● EXERCISE DESCRIPTION: Every line below that has the word "CreateCouponRequest" counts once; report how many lines that makes, with no other words.
--- INPUT DATA Enclosed Below ---
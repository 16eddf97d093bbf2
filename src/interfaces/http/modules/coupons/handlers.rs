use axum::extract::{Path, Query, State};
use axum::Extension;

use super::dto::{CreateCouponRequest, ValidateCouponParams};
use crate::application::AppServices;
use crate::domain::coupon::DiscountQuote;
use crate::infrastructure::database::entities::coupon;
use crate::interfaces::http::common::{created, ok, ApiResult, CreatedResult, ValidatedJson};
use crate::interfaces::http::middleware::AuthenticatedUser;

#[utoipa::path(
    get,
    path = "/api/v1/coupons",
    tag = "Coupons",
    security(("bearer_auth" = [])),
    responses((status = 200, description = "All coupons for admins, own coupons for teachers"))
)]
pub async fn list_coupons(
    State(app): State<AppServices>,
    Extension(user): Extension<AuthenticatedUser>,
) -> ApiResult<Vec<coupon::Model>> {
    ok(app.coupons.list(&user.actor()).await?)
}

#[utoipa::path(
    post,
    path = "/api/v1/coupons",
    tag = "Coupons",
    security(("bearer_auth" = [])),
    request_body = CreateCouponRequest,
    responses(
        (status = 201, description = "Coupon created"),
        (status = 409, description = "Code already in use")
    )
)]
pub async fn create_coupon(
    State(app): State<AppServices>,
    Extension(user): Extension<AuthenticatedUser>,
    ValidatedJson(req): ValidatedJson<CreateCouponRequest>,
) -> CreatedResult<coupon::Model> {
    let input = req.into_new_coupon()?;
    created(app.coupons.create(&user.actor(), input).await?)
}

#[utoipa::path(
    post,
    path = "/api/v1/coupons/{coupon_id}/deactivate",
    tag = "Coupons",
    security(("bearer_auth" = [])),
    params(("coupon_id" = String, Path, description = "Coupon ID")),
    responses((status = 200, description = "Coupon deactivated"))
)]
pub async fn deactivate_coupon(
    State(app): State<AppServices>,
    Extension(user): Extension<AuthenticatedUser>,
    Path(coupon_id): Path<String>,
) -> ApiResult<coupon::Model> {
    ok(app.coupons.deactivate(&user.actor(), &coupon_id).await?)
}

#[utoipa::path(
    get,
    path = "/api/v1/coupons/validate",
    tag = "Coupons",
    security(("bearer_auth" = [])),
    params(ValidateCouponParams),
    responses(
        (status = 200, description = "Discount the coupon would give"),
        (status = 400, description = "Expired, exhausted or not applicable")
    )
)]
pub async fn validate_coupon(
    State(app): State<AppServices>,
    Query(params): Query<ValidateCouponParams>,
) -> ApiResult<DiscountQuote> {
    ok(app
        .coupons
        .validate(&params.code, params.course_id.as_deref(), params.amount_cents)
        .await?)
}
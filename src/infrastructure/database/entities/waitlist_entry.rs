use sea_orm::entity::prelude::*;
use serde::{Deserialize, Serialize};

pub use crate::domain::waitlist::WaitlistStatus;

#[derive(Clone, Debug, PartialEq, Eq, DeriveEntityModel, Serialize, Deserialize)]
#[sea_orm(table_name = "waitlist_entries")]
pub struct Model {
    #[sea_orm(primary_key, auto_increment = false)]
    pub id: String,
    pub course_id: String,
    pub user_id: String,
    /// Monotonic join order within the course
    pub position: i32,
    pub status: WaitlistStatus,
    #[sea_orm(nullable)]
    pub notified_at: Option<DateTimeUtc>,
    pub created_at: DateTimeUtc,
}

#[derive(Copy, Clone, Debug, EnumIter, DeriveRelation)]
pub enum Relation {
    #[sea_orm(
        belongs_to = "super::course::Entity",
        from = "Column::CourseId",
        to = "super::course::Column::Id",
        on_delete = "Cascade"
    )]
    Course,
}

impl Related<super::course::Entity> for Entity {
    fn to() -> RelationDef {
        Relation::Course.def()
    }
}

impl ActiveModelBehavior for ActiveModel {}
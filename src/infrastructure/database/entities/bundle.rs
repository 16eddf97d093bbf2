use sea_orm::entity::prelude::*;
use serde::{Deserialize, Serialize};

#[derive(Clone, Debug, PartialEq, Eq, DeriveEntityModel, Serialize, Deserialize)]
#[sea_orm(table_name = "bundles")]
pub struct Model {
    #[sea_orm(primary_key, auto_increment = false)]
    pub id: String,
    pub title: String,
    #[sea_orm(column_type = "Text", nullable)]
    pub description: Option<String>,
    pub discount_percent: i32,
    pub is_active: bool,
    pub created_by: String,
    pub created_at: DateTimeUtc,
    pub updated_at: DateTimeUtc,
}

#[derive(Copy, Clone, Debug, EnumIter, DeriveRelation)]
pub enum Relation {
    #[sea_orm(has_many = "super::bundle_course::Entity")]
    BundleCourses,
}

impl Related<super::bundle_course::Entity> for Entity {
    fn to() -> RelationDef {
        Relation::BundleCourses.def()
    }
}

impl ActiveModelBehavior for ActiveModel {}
--- End of Enclosed INPUT DATA ---
● THE ANSWER: 3